WHAT IS EXPECTED:
Looking at the listing below, how many lines include "false"? Answer with the number only.
─── MATERIALS PROVIDED
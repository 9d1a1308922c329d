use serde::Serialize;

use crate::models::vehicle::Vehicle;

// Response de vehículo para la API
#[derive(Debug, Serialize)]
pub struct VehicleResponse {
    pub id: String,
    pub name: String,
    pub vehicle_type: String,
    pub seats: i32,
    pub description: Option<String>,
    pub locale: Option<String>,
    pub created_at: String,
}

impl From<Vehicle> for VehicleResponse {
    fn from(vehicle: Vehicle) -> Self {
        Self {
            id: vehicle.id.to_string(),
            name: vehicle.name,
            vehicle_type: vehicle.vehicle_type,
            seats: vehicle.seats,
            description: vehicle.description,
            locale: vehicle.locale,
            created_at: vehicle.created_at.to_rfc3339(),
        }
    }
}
──────
─── MATERIALS PROVIDED
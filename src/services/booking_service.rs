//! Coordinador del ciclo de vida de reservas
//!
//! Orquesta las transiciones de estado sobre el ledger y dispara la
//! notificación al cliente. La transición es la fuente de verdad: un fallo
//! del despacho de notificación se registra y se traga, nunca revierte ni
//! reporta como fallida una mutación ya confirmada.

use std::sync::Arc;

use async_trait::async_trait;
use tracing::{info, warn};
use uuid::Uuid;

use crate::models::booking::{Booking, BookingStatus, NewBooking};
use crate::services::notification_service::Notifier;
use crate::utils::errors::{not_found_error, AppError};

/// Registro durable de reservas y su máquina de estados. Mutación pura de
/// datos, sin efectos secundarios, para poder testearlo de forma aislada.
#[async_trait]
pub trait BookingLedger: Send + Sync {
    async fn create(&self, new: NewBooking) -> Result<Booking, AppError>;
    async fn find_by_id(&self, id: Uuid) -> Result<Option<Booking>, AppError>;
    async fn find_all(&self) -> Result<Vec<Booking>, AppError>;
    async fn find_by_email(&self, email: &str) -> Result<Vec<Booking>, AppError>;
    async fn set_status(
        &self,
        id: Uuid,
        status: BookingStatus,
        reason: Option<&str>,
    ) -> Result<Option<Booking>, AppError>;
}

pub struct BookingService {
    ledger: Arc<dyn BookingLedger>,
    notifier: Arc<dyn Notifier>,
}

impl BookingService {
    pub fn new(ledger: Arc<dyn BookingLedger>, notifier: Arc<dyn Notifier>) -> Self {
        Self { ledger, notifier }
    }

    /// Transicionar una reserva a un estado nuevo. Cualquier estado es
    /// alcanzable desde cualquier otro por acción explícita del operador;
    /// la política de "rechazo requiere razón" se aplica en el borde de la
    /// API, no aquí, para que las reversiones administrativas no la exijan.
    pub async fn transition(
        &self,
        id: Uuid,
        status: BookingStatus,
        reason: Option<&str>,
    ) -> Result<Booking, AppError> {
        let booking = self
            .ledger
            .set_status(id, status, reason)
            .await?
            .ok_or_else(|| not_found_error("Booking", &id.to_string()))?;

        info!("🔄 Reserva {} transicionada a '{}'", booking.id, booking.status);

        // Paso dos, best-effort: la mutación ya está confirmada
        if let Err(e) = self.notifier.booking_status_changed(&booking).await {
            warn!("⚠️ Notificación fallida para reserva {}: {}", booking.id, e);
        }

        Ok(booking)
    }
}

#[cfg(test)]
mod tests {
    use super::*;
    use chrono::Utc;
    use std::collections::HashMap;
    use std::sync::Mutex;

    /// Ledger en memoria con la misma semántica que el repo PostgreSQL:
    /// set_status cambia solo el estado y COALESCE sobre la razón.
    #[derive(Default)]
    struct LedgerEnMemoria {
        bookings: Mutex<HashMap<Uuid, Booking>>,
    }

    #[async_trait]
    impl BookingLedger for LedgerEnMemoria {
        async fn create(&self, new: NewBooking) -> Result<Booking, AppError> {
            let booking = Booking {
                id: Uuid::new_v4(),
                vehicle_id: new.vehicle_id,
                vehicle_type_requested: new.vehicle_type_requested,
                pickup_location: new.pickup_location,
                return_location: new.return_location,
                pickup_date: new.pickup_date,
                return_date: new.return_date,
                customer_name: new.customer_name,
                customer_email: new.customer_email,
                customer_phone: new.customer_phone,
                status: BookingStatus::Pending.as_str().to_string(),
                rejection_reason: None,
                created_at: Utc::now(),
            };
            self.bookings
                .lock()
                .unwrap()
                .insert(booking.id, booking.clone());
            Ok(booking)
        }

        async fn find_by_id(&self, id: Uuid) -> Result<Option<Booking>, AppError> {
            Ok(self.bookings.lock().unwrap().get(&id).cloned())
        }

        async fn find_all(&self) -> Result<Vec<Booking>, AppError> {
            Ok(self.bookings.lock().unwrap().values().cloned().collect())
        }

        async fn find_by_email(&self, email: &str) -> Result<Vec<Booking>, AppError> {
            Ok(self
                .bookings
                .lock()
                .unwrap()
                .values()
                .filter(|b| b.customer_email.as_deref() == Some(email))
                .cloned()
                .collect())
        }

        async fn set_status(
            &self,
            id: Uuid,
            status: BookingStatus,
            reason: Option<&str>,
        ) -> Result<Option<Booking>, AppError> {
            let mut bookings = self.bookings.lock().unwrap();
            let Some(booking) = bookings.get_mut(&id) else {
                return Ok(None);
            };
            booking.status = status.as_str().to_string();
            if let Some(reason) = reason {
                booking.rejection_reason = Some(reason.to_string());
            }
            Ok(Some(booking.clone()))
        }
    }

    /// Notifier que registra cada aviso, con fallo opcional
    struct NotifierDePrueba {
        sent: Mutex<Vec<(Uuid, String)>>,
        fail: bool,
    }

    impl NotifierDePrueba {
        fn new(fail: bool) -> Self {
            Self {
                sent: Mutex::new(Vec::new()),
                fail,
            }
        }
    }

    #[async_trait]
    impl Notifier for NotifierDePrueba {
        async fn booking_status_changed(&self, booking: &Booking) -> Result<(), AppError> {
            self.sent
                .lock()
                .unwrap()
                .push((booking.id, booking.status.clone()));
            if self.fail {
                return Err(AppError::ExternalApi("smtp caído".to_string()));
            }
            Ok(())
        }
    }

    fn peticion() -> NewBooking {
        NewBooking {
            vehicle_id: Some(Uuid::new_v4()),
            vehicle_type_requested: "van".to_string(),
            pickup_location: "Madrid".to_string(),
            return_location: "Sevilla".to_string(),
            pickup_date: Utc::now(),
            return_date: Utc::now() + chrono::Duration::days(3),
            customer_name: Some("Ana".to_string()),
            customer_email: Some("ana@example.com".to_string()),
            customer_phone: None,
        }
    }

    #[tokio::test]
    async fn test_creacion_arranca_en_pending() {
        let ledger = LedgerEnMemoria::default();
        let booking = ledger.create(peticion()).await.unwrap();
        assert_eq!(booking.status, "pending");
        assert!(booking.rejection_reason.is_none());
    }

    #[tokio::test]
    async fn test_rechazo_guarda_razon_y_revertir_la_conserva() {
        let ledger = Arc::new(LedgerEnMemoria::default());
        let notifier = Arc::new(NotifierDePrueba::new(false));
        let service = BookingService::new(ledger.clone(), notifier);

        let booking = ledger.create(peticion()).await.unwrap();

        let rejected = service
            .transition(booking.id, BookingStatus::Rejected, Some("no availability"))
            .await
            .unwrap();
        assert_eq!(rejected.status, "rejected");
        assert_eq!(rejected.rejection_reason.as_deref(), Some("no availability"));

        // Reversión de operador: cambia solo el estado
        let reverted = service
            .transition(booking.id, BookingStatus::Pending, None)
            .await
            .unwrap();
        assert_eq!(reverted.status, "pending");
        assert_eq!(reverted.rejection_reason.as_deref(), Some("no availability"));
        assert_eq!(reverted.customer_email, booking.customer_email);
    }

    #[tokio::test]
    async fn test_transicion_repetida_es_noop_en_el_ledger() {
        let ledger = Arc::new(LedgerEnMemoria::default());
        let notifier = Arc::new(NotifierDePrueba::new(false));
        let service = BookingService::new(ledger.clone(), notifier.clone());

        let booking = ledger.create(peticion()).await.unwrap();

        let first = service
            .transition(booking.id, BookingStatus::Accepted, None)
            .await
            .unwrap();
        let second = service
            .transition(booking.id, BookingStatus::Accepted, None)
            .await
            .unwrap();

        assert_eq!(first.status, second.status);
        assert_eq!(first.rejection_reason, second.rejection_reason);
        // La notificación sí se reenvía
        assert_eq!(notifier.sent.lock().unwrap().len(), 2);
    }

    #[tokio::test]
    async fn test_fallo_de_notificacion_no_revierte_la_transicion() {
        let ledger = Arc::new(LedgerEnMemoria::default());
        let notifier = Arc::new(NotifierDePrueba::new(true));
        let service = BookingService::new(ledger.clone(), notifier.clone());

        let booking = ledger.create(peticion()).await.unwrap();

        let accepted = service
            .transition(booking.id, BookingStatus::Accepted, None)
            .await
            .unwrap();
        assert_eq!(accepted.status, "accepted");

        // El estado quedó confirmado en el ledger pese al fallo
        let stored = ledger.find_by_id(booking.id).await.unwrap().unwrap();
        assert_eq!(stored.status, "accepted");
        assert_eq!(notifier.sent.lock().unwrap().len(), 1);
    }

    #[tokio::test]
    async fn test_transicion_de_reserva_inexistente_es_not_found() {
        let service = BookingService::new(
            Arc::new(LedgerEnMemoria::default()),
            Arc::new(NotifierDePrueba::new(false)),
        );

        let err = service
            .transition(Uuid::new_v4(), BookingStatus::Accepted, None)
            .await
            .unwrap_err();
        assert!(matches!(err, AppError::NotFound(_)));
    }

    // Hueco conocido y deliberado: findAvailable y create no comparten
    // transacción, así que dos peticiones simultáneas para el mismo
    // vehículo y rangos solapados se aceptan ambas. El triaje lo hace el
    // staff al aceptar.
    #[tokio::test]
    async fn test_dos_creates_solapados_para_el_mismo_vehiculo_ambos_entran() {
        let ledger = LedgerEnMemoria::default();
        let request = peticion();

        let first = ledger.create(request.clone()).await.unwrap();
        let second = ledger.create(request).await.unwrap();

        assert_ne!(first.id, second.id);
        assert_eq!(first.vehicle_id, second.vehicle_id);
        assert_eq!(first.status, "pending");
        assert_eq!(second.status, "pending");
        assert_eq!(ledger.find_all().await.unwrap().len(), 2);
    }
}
──────
─── MATERIALS PROVIDED
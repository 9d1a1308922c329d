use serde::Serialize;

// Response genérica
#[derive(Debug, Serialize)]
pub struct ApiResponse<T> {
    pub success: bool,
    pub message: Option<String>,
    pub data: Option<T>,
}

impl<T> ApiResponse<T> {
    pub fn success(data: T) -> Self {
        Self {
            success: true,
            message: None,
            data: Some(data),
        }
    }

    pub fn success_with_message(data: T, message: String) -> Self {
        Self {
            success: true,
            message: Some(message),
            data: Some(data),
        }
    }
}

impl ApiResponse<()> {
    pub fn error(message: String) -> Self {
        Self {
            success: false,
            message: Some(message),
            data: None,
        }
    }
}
──────
ANSWER BOX:
4